• HOW TO COMPLETE THIS TASK
Return the lines of the data below in which the string "impl" occurs.

Source data:
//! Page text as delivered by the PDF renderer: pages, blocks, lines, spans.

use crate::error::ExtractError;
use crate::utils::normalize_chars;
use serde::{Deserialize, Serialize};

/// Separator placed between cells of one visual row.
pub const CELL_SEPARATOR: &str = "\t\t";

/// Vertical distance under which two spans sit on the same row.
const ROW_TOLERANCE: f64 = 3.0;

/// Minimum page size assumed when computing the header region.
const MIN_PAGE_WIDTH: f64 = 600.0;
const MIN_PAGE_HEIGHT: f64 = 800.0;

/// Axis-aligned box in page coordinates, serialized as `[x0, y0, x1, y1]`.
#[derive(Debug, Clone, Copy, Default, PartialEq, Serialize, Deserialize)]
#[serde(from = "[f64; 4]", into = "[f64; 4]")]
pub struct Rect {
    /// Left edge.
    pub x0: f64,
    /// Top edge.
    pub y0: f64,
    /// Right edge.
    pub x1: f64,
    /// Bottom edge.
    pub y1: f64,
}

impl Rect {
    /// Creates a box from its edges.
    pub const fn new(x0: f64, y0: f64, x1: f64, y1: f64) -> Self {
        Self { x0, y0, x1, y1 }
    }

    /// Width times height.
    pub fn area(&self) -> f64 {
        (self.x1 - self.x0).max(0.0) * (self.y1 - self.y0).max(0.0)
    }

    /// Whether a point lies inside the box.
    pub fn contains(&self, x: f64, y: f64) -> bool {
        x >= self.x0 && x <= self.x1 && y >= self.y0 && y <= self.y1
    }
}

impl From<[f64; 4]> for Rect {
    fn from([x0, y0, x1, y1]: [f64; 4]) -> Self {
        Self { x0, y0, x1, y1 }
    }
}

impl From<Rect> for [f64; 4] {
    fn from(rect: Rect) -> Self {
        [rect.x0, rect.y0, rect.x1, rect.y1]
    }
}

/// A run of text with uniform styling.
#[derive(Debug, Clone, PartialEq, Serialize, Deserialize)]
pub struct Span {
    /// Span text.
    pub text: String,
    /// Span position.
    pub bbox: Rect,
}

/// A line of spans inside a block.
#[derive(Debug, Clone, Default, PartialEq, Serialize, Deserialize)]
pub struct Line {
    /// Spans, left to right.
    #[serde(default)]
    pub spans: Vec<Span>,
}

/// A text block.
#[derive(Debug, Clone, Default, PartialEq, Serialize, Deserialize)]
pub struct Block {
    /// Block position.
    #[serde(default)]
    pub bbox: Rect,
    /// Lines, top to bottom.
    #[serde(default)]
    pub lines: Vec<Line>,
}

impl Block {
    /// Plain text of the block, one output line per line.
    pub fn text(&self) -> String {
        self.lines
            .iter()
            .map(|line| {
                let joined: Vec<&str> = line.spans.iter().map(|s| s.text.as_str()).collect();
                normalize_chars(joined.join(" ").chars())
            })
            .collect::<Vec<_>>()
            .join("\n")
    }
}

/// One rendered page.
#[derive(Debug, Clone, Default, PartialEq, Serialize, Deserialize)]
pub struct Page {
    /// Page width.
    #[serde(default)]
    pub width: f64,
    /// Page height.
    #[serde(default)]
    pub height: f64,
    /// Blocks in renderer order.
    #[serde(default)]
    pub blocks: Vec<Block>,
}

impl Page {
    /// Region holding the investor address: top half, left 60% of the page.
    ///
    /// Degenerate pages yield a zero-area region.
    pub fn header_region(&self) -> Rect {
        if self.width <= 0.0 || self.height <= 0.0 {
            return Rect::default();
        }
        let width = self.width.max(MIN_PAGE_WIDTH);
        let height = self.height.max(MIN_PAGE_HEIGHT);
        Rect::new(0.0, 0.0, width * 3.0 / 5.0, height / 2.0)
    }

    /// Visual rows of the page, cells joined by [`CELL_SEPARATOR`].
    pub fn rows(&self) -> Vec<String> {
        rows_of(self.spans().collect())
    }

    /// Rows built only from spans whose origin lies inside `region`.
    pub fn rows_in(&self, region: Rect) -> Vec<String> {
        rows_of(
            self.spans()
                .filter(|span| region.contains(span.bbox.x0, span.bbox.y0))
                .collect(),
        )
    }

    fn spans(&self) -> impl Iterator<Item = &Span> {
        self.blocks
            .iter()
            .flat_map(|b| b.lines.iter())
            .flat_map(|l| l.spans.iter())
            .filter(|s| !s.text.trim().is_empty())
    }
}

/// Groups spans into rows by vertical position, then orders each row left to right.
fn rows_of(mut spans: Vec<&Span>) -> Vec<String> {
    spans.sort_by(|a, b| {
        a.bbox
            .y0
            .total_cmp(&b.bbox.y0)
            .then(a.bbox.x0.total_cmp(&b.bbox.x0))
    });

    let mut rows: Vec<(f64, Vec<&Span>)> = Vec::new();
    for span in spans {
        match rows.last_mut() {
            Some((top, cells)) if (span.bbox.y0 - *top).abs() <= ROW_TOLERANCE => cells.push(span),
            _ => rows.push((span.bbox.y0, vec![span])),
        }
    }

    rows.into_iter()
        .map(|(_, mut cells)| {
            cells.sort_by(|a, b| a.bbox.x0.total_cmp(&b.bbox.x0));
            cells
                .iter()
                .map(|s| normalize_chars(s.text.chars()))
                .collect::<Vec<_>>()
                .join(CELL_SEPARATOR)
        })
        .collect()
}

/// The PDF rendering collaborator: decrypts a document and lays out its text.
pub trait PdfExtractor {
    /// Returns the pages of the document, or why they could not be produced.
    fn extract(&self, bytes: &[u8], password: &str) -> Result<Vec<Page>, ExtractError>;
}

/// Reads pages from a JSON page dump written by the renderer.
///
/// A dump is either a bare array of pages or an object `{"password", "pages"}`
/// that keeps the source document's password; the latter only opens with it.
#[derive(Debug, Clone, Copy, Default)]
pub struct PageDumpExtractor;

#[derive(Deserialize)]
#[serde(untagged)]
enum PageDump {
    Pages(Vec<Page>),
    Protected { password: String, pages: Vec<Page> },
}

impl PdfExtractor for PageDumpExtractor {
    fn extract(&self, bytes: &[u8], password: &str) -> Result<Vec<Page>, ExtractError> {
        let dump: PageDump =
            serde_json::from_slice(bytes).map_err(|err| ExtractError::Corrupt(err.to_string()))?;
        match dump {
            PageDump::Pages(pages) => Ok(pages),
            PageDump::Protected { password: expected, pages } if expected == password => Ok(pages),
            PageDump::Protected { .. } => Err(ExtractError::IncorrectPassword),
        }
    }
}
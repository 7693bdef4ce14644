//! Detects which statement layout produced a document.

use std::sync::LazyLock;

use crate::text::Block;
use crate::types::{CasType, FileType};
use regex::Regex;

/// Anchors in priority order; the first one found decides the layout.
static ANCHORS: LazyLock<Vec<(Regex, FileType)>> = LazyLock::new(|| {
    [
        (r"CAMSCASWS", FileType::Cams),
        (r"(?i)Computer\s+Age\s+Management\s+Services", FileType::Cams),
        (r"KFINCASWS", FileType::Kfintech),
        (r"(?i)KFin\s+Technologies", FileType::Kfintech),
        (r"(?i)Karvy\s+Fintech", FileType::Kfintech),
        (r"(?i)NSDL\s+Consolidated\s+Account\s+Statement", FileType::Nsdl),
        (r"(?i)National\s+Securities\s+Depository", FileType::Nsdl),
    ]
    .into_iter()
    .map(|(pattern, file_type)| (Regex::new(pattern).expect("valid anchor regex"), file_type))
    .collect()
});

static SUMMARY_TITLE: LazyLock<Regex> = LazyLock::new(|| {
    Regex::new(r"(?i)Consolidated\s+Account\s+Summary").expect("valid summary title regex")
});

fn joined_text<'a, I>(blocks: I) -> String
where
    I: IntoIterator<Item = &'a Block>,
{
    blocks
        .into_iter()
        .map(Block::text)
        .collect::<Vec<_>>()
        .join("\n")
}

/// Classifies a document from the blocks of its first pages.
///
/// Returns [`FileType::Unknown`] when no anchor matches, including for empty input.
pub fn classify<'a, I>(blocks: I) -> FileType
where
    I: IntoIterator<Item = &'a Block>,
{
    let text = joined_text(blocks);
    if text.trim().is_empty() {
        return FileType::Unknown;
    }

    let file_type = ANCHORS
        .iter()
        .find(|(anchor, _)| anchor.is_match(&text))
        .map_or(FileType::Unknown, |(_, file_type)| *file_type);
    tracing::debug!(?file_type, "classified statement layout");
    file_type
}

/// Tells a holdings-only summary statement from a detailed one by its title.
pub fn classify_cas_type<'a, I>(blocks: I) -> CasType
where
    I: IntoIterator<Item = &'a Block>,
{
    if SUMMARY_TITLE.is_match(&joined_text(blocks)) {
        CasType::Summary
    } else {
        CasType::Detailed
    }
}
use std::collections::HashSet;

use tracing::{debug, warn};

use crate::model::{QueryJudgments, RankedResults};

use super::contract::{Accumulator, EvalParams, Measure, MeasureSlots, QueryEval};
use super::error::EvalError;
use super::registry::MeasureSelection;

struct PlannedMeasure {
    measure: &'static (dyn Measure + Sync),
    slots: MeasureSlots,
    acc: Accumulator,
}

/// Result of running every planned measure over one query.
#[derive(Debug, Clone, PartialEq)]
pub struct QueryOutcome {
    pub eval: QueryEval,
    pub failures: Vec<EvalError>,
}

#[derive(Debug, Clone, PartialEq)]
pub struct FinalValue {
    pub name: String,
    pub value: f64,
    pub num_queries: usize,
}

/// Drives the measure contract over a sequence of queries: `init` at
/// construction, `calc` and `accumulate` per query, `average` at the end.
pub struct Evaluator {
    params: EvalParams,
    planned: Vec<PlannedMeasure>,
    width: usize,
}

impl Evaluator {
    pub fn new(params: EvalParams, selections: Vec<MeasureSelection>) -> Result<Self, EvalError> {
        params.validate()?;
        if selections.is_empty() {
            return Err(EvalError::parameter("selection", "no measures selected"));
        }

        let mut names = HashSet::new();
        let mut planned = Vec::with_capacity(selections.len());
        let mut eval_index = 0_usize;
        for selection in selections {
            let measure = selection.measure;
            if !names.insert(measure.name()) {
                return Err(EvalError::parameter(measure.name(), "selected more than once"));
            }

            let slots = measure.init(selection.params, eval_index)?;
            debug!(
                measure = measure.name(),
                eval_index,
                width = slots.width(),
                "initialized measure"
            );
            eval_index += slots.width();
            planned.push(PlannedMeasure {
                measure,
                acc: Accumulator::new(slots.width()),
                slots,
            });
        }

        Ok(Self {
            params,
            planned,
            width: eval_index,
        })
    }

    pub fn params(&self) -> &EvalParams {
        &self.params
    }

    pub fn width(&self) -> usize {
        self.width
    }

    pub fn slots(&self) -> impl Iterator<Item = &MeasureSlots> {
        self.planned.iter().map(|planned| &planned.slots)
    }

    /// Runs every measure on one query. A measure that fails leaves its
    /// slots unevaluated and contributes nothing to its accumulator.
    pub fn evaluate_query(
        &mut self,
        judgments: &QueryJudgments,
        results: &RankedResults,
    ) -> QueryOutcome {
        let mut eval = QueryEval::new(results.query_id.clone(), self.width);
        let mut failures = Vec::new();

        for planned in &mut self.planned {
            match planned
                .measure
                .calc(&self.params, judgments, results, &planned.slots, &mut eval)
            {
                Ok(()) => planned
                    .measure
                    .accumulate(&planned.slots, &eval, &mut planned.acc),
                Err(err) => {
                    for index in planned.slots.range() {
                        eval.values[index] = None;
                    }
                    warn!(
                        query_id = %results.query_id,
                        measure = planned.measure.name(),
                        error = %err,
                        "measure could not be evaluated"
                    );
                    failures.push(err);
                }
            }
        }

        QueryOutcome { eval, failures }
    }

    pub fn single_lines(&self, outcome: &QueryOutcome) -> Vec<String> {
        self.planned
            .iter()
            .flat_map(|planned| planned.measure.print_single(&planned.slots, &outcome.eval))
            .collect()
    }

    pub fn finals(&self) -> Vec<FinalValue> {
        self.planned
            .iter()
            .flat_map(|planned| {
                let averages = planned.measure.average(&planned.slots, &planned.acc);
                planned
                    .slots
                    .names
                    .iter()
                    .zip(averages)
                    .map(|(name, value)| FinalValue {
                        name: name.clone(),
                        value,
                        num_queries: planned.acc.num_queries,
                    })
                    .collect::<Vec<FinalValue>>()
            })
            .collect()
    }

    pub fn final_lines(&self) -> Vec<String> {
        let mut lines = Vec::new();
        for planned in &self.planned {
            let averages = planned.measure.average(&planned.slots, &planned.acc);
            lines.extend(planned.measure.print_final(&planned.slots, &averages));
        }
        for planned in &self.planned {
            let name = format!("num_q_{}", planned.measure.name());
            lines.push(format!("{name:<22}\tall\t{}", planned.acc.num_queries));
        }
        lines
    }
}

• TASK RESPONSE
impl Rect {
impl From<[f64; 4]> for Rect {
impl From<Rect> for [f64; 4] {
impl Block {
impl Page {
    fn spans(&self) -> impl Iterator<Item = &Span> {
impl PdfExtractor for PageDumpExtractor {
impl Evaluator {
    pub fn slots(&self) -> impl Iterator<Item = &MeasureSlots> {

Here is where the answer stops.